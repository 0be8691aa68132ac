//! Runtime configuration.
//!
//! Settings come from the environment (`KESTREL_*`) with CLI flags taking
//! precedence; clap's `env` attribute handles the layering. Validation
//! happens here so `main` only sees a well-formed [`Config`].

use std::path::PathBuf;
use std::time::Duration;

use crate::cli::Args;
use crate::domain::ConfigError;

#[derive(Debug, Clone)]
pub struct Config {
    /// Cadence of the snapshot timer.
    pub interval: Duration,
    /// Where the instrument socket is created.
    pub socket_dir: PathBuf,
    /// Optional application id stamped onto snapshots.
    pub app_id: Option<String>,
    /// Suppress banner and summary output.
    pub quiet: bool,
}

impl Config {
    /// Validate parsed arguments, splitting off the supervised command.
    pub fn from_args(args: Args) -> Result<(Self, Vec<String>), ConfigError> {
        if args.command.is_empty() {
            return Err(ConfigError::MissingCommand);
        }
        if args.interval == 0 {
            return Err(ConfigError::ZeroInterval);
        }
        let config = Self {
            interval: Duration::from_secs(args.interval),
            socket_dir: args.socket_dir.unwrap_or_else(std::env::temp_dir),
            app_id: args.app_id,
            quiet: args.quiet,
        };
        Ok((config, args.command))
    }

    /// Socket path for this agent instance. The agent pid keeps concurrent
    /// kestrel invocations from colliding.
    #[must_use]
    pub fn socket_path(&self, agent_pid: u32) -> PathBuf {
        self.socket_dir.join(format!("kestrel-{agent_pid}.sock"))
    }
}

#[cfg(test)]
mod tests {
    use clap::Parser;

    use super::*;

    #[test]
    fn missing_command_is_a_usage_error() {
        let args = Args::try_parse_from(["kestrel"]).expect("parses");
        assert!(matches!(Config::from_args(args), Err(ConfigError::MissingCommand)));
    }

    #[test]
    fn zero_interval_is_rejected() {
        let args = Args::try_parse_from(["kestrel", "--interval", "0", "./app"]).expect("parses");
        assert!(matches!(Config::from_args(args), Err(ConfigError::ZeroInterval)));
    }

    #[test]
    fn socket_path_includes_agent_pid() {
        let args = Args::try_parse_from(["kestrel", "--socket-dir", "/run/kestrel", "./app"])
            .expect("parses");
        let (config, command) = Config::from_args(args).expect("valid");
        assert_eq!(command, vec!["./app"]);
        assert_eq!(config.socket_path(4242), PathBuf::from("/run/kestrel/kestrel-4242.sock"));
    }
}
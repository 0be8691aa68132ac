//! Folding calls and samples into the call tree.
//!
//! The aggregator owns exactly one live [`Profile`] tree at a time. It is
//! driven from a single task, so mutation and the swap performed by
//! [`Aggregator::take`] need no locking: no unit can be applied to a tree
//! that was already swapped out, and none can be lost across the swap.

use std::time::{SystemTime, UNIX_EPOCH};

use super::tree::{Profile, ProfileNode};
use super::{Call, Sample, Unit};

/// Streaming call-tree aggregator.
#[derive(Debug)]
pub struct Aggregator {
    live: ProfileNode,
    /// Units folded into the live tree since the last swap.
    units_applied: u64,
}

impl Aggregator {
    #[must_use]
    pub fn new() -> Self {
        Self { live: ProfileNode::root(), units_applied: 0 }
    }

    /// Fold one unit into the live tree.
    pub fn add(&mut self, unit: &Unit) {
        match unit {
            Unit::Call(call) => self.add_call(call),
            Unit::Sample(sample) => self.add_sample(sample),
        }
    }

    /// Record a completed invocation: walk the call path root→leaf,
    /// creating nodes on first visit, and charge count and duration to the
    /// leaf. O(depth) with O(1) expected work per level.
    pub fn add_call(&mut self, call: &Call) {
        let mut node = &mut self.live;
        for &frame in &call.stack {
            node = node.child_mut(frame);
        }
        node.ncalls += 1;
        node.time_ns += call.duration_ns;
        self.units_applied += 1;
    }

    /// Record a stack snapshot. The leaf counts one sample of this exact
    /// path. A frame carrying a pre-aggregated `ncalls` weight additionally
    /// charges that weight at its own level — every node along the path,
    /// not only the leaf, because "calls observed through this frame" and
    /// "times this path was sampled" are distinct backend quantities.
    pub fn add_sample(&mut self, sample: &Sample) {
        let mut node = &mut self.live;
        for sampled in &sample.frames {
            node = node.child_mut(sampled.frame);
            node.ncalls += u64::from(sampled.ncalls);
        }
        if !sample.frames.is_empty() {
            node.nsamples += 1;
        }
        self.units_applied += 1;
    }

    /// Swap the live tree for a fresh empty one and return the finished
    /// snapshot, stamped with the capture time. O(1).
    pub fn take(&mut self) -> Profile {
        let root = std::mem::replace(&mut self.live, ProfileNode::root());
        self.units_applied = 0;
        Profile { root, timestamp_ms: unix_millis() }
    }

    /// Units folded into the live tree since the last swap.
    #[must_use]
    pub fn pending_units(&self) -> u64 {
        self.units_applied
    }
}

impl Default for Aggregator {
    fn default() -> Self {
        Self::new()
    }
}

fn unix_millis() -> i64 {
    let now = SystemTime::now().duration_since(UNIX_EPOCH).unwrap_or_default();
    i64::try_from(now.as_millis()).unwrap_or(i64::MAX)
}
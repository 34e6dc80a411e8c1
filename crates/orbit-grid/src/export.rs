//! Renderer hand-off
//!
//! Serializable snapshots of finished grids, plus the run summary written
//! next to them.

use crate::config::{OrbitConfig, RunConfig};
use crate::grid::Grid;
use crate::pattern::PatternSpec;
use crate::rotation::EulerAngles;
use crate::Vec3;
use serde::{Deserialize, Serialize};

fn to_array(v: &Vec3) -> [f64; 3] {
    [v.x, v.y, v.z]
}

#[derive(Debug, Clone, PartialEq, Serialize, Deserialize)]
pub struct ViewportExport {
    pub row: usize,
    pub col: usize,
    pub center: [f64; 3],
    pub angles: EulerAngles,
    /// Line strip, in draw order
    pub vertices: Vec<[f64; 3]>,
}

#[derive(Debug, Clone, PartialEq, Serialize, Deserialize)]
pub struct GridExport {
    pub rows: usize,
    pub cols: usize,
    pub spacing_factor: f64,
    pub scale_factor: f64,
    pub viewports: Vec<ViewportExport>,
}

impl From<&Grid> for GridExport {
    fn from(grid: &Grid) -> Self {
        let viewports = grid
            .viewports()
            .map(|(row, col, viewport)| ViewportExport {
                row,
                col,
                center: to_array(&viewport.center()),
                angles: viewport.angles(),
                vertices: viewport.vertices().iter().map(to_array).collect(),
            })
            .collect();

        Self {
            rows: grid.rows(),
            cols: grid.cols(),
            spacing_factor: grid.spacing_factor(),
            scale_factor: grid.scale_factor(),
            viewports,
        }
    }
}

#[derive(Debug, Clone, PartialEq, Serialize, Deserialize)]
pub struct AnimationExport {
    pub frames: Vec<GridExport>,
}

impl AnimationExport {
    pub fn from_grids(grids: &[Grid]) -> Self {
        Self {
            frames: grids.iter().map(GridExport::from).collect(),
        }
    }
}

/// Parameters a run was produced with
#[derive(Debug, Clone, PartialEq, Serialize, Deserialize)]
pub struct RunSummary {
    pub version: String,
    pub step_s: f64,
    pub duration_s: f64,
    pub samples: usize,
    pub orbit: OrbitConfig,
    pub mu_planet: f64,
    pub planet_rotation_deg_s: f64,
    pub grid_rows: usize,
    pub grid_cols: usize,
    pub pattern: PatternSpec,
}

impl RunSummary {
    pub fn new(config: &RunConfig, samples: usize, rows: usize, cols: usize, pattern: PatternSpec) -> Self {
        Self {
            version: env!("CARGO_PKG_VERSION").to_string(),
            step_s: config.step_s,
            duration_s: config.duration_s,
            samples,
            orbit: config.orbit,
            mu_planet: config.mu_planet,
            planet_rotation_deg_s: config.planet_rotation_deg_s,
            grid_rows: rows,
            grid_cols: cols,
            pattern,
        }
    }
}

/// Closed square in the XY plane, for checking a renderer without an orbit.
pub fn reference_square(half: f64) -> Vec<Vec3> {
    vec![
        Vec3::new(half, half, 0.0),
        Vec3::new(-half, half, 0.0),
        Vec3::new(-half, -half, 0.0),
        Vec3::new(half, -half, 0.0),
        Vec3::new(half, half, 0.0),
    ]
}
//! Display cube rescaling

use crate::{GridError, Result, Vec3};

/// Rescaled batch and the uniform factor that produced it
#[derive(Debug, Clone, PartialEq)]
pub struct Rescaled {
    pub points: Vec<Vec3>,
    pub scale: f64,
}

fn check_half_extent(half_extent: f64) -> Result<()> {
    if half_extent.is_finite() && half_extent > 0.0 {
        Ok(())
    } else {
        Err(GridError::Configuration(format!(
            "cube half-extent must be positive, got {}",
            half_extent
        )))
    }
}

/// Largest absolute coordinate over the whole batch
pub fn max_abs_coordinate(points: &[Vec3]) -> f64 {
    points.iter().map(|p| p.amax()).fold(0.0, f64::max)
}

/// Scale the batch uniformly so its largest absolute coordinate equals `half_extent`.
///
/// An empty or all-zero batch comes back unchanged with `scale == 1.0`.
pub fn rescale(points: &[Vec3], half_extent: f64) -> Result<Rescaled> {
    check_half_extent(half_extent)?;

    let max = max_abs_coordinate(points);
    if max == 0.0 {
        return Ok(Rescaled {
            points: points.to_vec(),
            scale: 1.0,
        });
    }
    if !max.is_finite() {
        return Err(GridError::Configuration(format!(
            "cannot rescale non-finite coordinates (max {})",
            max
        )));
    }

    let scale = half_extent / max;
    Ok(Rescaled {
        points: points.iter().map(|p| p * scale).collect(),
        scale,
    })
}

/// Centre the bounding box on the origin, then [`rescale`].
pub fn rescale_centered(points: &[Vec3], half_extent: f64) -> Result<Rescaled> {
    let Some(first) = points.first() else {
        return rescale(points, half_extent);
    };

    let (lo, hi) = points
        .iter()
        .fold((*first, *first), |(lo, hi), p| (lo.inf(p), hi.sup(p)));
    let mid = (lo + hi) / 2.0;

    let centered: Vec<Vec3> = points.iter().map(|p| p - mid).collect();
    rescale(&centered, half_extent)
}

#[cfg(test)]
mod tests {
    use super::*;

    #[test]
    fn test_max_coordinate_hits_half_extent() {
        let points = vec![
            Vec3::new(7000.0, 0.0, 0.0),
            Vec3::new(0.0, -3500.0, 100.0),
            Vec3::new(-2000.0, 1000.0, -6500.0),
        ];
        let out = rescale(&points, 0.8).unwrap();

        assert!((max_abs_coordinate(&out.points) - 0.8).abs() < 1e-12);
        assert!((out.scale - 0.8 / 7000.0).abs() < 1e-18);
        // Shape preserved
        assert!((out.points[1].y / out.points[0].x + 0.5).abs() < 1e-12);
    }

    #[test]
    fn test_all_zero_input_unchanged() {
        let points = vec![Vec3::zeros(); 4];
        let out = rescale(&points, 1.0).unwrap();

        assert_eq!(out.points, points);
        assert_eq!(out.scale, 1.0);

        let empty = rescale(&[], 1.0).unwrap();
        assert!(empty.points.is_empty());
        assert_eq!(empty.scale, 1.0);
    }

    #[test]
    fn test_rejects_bad_half_extent() {
        assert!(matches!(
            rescale(&[Vec3::x()], 0.0),
            Err(GridError::Configuration(_))
        ));
        assert!(rescale(&[Vec3::x()], f64::NAN).is_err());
    }

    #[test]
    fn test_centered_bounding_box() {
        let points = vec![Vec3::new(10.0, 2.0, 0.0), Vec3::new(14.0, 6.0, 0.0)];
        let out = rescale_centered(&points, 1.0).unwrap();

        assert!((out.points[0] - Vec3::new(-1.0, -1.0, 0.0)).norm() < 1e-12);
        assert!((out.points[1] - Vec3::new(1.0, 1.0, 0.0)).norm() < 1e-12);
    }
}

────

• [ASSIGNMENT]
Here the output must be the lines above from the line with "work per level." to the line with "for sampled in", both included, duplicated word for word and nothing else.

• [RESULT OF THE EXERCISE]
    /// leaf. O(depth) with O(1) expected work per level.
    pub fn add_call(&mut self, call: &Call) {
        let mut node = &mut self.live;
        for &frame in &call.stack {
            node = node.child_mut(frame);
        }
        node.ncalls += 1;
        node.time_ns += call.duration_ns;
        self.units_applied += 1;
    }

    /// Record a stack snapshot. The leaf counts one sample of this exact
    /// path. A frame carrying a pre-aggregated `ncalls` weight additionally
    /// charges that weight at its own level — every node along the path,
    /// not only the leaf, because "calls observed through this frame" and
    /// "times this path was sampled" are distinct backend quantities.
    pub fn add_sample(&mut self, sample: &Sample) {
        let mut node = &mut self.live;
        for sampled in &sample.frames {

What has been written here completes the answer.